Action item: Consider the data that follows and state how many lines contain the string "write", using the number alone.

Material to process:
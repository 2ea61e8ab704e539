//! Clipboard and "open in app": the only places this tool touches the desktop.

use std::process::{Command, Stdio};

use anyhow::{Context, Result};
use tracing::{debug, warn};

use crate::config::Browser;
use crate::notice::{self, Style};

/// Current clipboard text, or `""` after telling the user it could not be read.
pub fn read_clipboard() -> String {
    clipboard_text(arboard::Clipboard::new().and_then(|mut cb| cb.get_text()))
}

fn clipboard_text(read: Result<String, arboard::Error>) -> String {
    match read {
        Ok(text) => text,
        Err(e) => {
            debug!("Clipboard read failed: {}", e);
            notice::show(Style::Failure, "Failed to read clipboard content");
            String::new()
        }
    }
}

pub fn copy_to_clipboard(text: &str) -> Result<()> {
    arboard::Clipboard::new()
        .and_then(|mut cb| cb.set_text(text.to_string()))
        .context("Failed to write clipboard")
}

/// Open `url` in `browser` without waiting for it.
pub fn launch(url: &str, browser: &Browser) {
    let mut command = open_command(url, browser);
    debug!("Launching {:?}", command);
    if let Err(e) = command
        .stdin(Stdio::null())
        .stdout(Stdio::null())
        .stderr(Stdio::null())
        .spawn()
    {
        warn!("Could not open {} in {}: {}", url, browser.name, e);
    }
}

#[cfg(target_os = "macos")]
fn open_command(url: &str, browser: &Browser) -> Command {
    let mut command = Command::new("open");
    command.args(["-a", browser.app.as_str(), url]);
    command
}

#[cfg(not(target_os = "macos"))]
fn open_command(url: &str, _browser: &Browser) -> Command {
    let mut command = Command::new("xdg-open");
    command.arg(url);
    command
}

#[cfg(test)]
mod tests {
    use super::*;

    #[test]
    fn unreadable_clipboard_is_empty_text() {
        assert_eq!(clipboard_text(Err(arboard::Error::ContentNotAvailable)), "");
        assert_eq!(
            clipboard_text(Ok("https://ourworldindata.org/grapher/gdp".into())),
            "https://ourworldindata.org/grapher/gdp"
        );
    }

    #[test]
    fn command_targets_the_url() {
        let browser = Browser {
            name: "Google Chrome".into(),
            app: "/Applications/Google Chrome.app".into(),
        };
        let command = open_command("https://ourworldindata.org", &browser);
        let args: Vec<_> = command.get_args().map(|a| a.to_string_lossy().into_owned()).collect();
        assert_eq!(args.last().map(String::as_str), Some("https://ourworldindata.org"));
        if cfg!(target_os = "macos") {
            assert_eq!(args[..2], ["-a".to_string(), browser.app.clone()]);
        }
    }
}
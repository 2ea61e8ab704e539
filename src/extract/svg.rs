//! Filenames from the owid-grapher-svgs regression suite, e.g.
//! `svg/life-expectancy_v1_5b2a.svg` or
//! `all-views/svg/life-expectancy?tab=map_v1_5b2a.svg`.

use std::sync::LazyLock;

use regex::Regex;

use super::{Candidate, CandidateKind};

// The slug may itself carry a version suffix before the `?`; it is dropped.
// The query is greedy: only the last `_v<digits>` starts the file suffix.
static WITH_QUERY_RE: LazyLock<Regex> = LazyLock::new(|| {
    Regex::new(r"(?m)^all-views/svg/(?P<slug>[^?\n]+?)(?:_v\d+[^?\n]*)?\?(?P<query>.+)_v\d+.+$")
        .unwrap()
});
static PLAIN_RE: LazyLock<Regex> =
    LazyLock::new(|| Regex::new(r"(?m)^svg/(?P<slug>.+?)_v\d+.+$").unwrap());

pub fn match_filename(text: &str) -> Option<Candidate> {
    if let Some(caps) = WITH_QUERY_RE.captures(text) {
        return Some(Candidate::grapher(
            CandidateKind::SvgFilename,
            &caps["slug"],
            Some(caps["query"].to_string()),
        ));
    }
    PLAIN_RE
        .captures(text)
        .map(|caps| Candidate::grapher(CandidateKind::SvgFilename, &caps["slug"], None))
}
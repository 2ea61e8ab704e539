//! Hand-picked example charts, kept in a single JSON document.
//!
//! The whole file is read on load and rewritten on every mutation. There is
//! one writer (this process), so last write wins.

use std::io::ErrorKind;
use std::path::{Path, PathBuf};

use chrono::{DateTime, Utc};
use serde::{Deserialize, Serialize};
use tracing::{error, info};
use url::Url;
use uuid::Uuid;

use crate::chart_type::ChartType;
use crate::error::StoreError;

#[derive(Debug, Clone, Copy, PartialEq, Eq, Serialize, Deserialize)]
#[serde(rename_all = "lowercase")]
pub enum PageType {
    Explorer,
    Grapher,
}

impl PageType {
    pub fn for_url(url: &str) -> Self {
        if url.contains("/explorers/") {
            PageType::Explorer
        } else {
            PageType::Grapher
        }
    }

    pub fn label(self) -> &'static str {
        match self {
            PageType::Explorer => "Explorer Page",
            PageType::Grapher => "Grapher Page",
        }
    }
}

#[derive(Debug, Clone, PartialEq, Serialize, Deserialize)]
#[serde(rename_all = "camelCase")]
pub struct Chart {
    pub id: String,
    pub chart_type: ChartType,
    pub tag_line: String,
    pub url: String,
    #[serde(rename = "type")]
    pub page_type: PageType,
    pub created_at: DateTime<Utc>,
}

#[derive(Debug, Default, Serialize, Deserialize)]
struct ChartsFile {
    charts: Vec<Chart>,
}

/// User input for a new chart or an edit.
#[derive(Debug, Clone, Default)]
pub struct ChartFields {
    pub chart_type: Option<ChartType>,
    pub tag_line: Option<String>,
    pub url: Option<String>,
}

pub struct ChartStore {
    path: PathBuf,
    charts: Vec<Chart>,
}

impl ChartStore {
    /// Read the store. A missing file is an empty store; anything else is an error.
    pub fn load(path: &Path) -> Result<Self, StoreError> {
        let charts = match std::fs::read_to_string(path) {
            Ok(raw) => {
                let file: ChartsFile = serde_json::from_str(&raw).map_err(|source| {
                    error!("Error reading {}: {}", path.display(), source);
                    StoreError::Json {
                        path: path.to_path_buf(),
                        source,
                    }
                })?;
                file.charts
            }
            Err(e) if e.kind() == ErrorKind::NotFound => Vec::new(),
            Err(source) => {
                error!("Error reading {}: {}", path.display(), source);
                return Err(StoreError::Io {
                    path: path.to_path_buf(),
                    source,
                });
            }
        };
        Ok(Self {
            path: path.to_path_buf(),
            charts,
        })
    }

    /// Newest first.
    pub fn list(&self) -> Vec<&Chart> {
        let mut charts: Vec<&Chart> = self.charts.iter().collect();
        charts.sort_by(|a, b| b.created_at.cmp(&a.created_at));
        charts
    }

    pub fn get(&self, id: &str) -> Option<&Chart> {
        self.charts.iter().find(|c| c.id == id)
    }

    pub fn create(
        &mut self,
        chart_type: ChartType,
        tag_line: &str,
        url: &str,
    ) -> Result<Chart, StoreError> {
        if self.charts.iter().any(|c| c.url == url) {
            return Err(StoreError::DuplicateUrl(url.to_string()));
        }
        let chart = Chart {
            id: Uuid::now_v7().to_string(),
            chart_type,
            tag_line: tag_line.to_string(),
            url: url.to_string(),
            page_type: PageType::for_url(url),
            created_at: Utc::now(),
        };
        self.charts.push(chart.clone());
        self.charts.sort_by(|a, b| b.created_at.cmp(&a.created_at));
        self.persist()?;
        info!("Saved chart {} ({})", chart.id, chart.url);
        Ok(chart)
    }

    /// Apply `fields` to an existing chart. Id and creation time never change.
    pub fn update(&mut self, id: &str, fields: ChartFields) -> Result<Chart, StoreError> {
        if let Some(url) = &fields.url {
            if self.charts.iter().any(|c| c.id != id && &c.url == url) {
                return Err(StoreError::DuplicateUrl(url.clone()));
            }
        }
        let index = self.index_of(id)?;
        let chart = &mut self.charts[index];
        if let Some(chart_type) = fields.chart_type {
            chart.chart_type = chart_type;
        }
        if let Some(tag_line) = fields.tag_line {
            chart.tag_line = tag_line;
        }
        if let Some(url) = fields.url {
            chart.page_type = PageType::for_url(&url);
            chart.url = url;
        }
        let updated = chart.clone();
        self.persist()?;
        info!("Updated chart {}", id);
        Ok(updated)
    }

    pub fn delete(&mut self, id: &str) -> Result<Chart, StoreError> {
        let index = self.index_of(id)?;
        let removed = self.charts.remove(index);
        self.persist()?;
        info!("Deleted chart {}", id);
        Ok(removed)
    }

    fn index_of(&self, id: &str) -> Result<usize, StoreError> {
        self.charts
            .iter()
            .position(|c| c.id == id)
            .ok_or_else(|| StoreError::NotFound(id.to_string()))
    }

    fn persist(&self) -> Result<(), StoreError> {
        let io_err = |source| {
            error!("Error writing {}: {}", self.path.display(), source);
            StoreError::Io {
                path: self.path.clone(),
                source,
            }
        };
        if let Some(dir) = self.path.parent() {
            std::fs::create_dir_all(dir).map_err(io_err)?;
        }
        let file = ChartsFile {
            charts: self.charts.clone(),
        };
        let json = serde_json::to_string_pretty(&file).map_err(|source| StoreError::Json {
            path: self.path.clone(),
            source,
        })?;
        std::fs::write(&self.path, json).map_err(io_err)
    }
}

/// Open Graph preview image for a chart page.
pub fn thumbnail_url(chart_url: &str) -> Option<String> {
    let mut url = Url::parse(chart_url).ok()?;
    let others: Vec<(String, String)> = url
        .query_pairs()
        .filter(|(k, _)| k != "imType")
        .map(|(k, v)| (k.into_owned(), v.into_owned()))
        .collect();
    url.query_pairs_mut()
        .clear()
        .extend_pairs(others)
        .append_pair("imType", "og");
    let path = format!("{}.png", url.path());
    url.set_path(&path);
    Some(url.to_string())
}
use tracing::{info, warn};

#[derive(Debug, Clone, Copy, PartialEq, Eq)]
pub enum Style {
    Success,
    Failure,
}

/// A short, non-fatal message for the user. Goes to stderr so stdout stays
/// pipeable.
pub fn show(style: Style, message: &str) {
    match style {
        Style::Success => {
            info!("{}", message);
            eprintln!("✓ {}", message);
        }
        Style::Failure => {
            warn!("{}", message);
            eprintln!("✗ {}", message);
        }
    }
}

Your solution: 3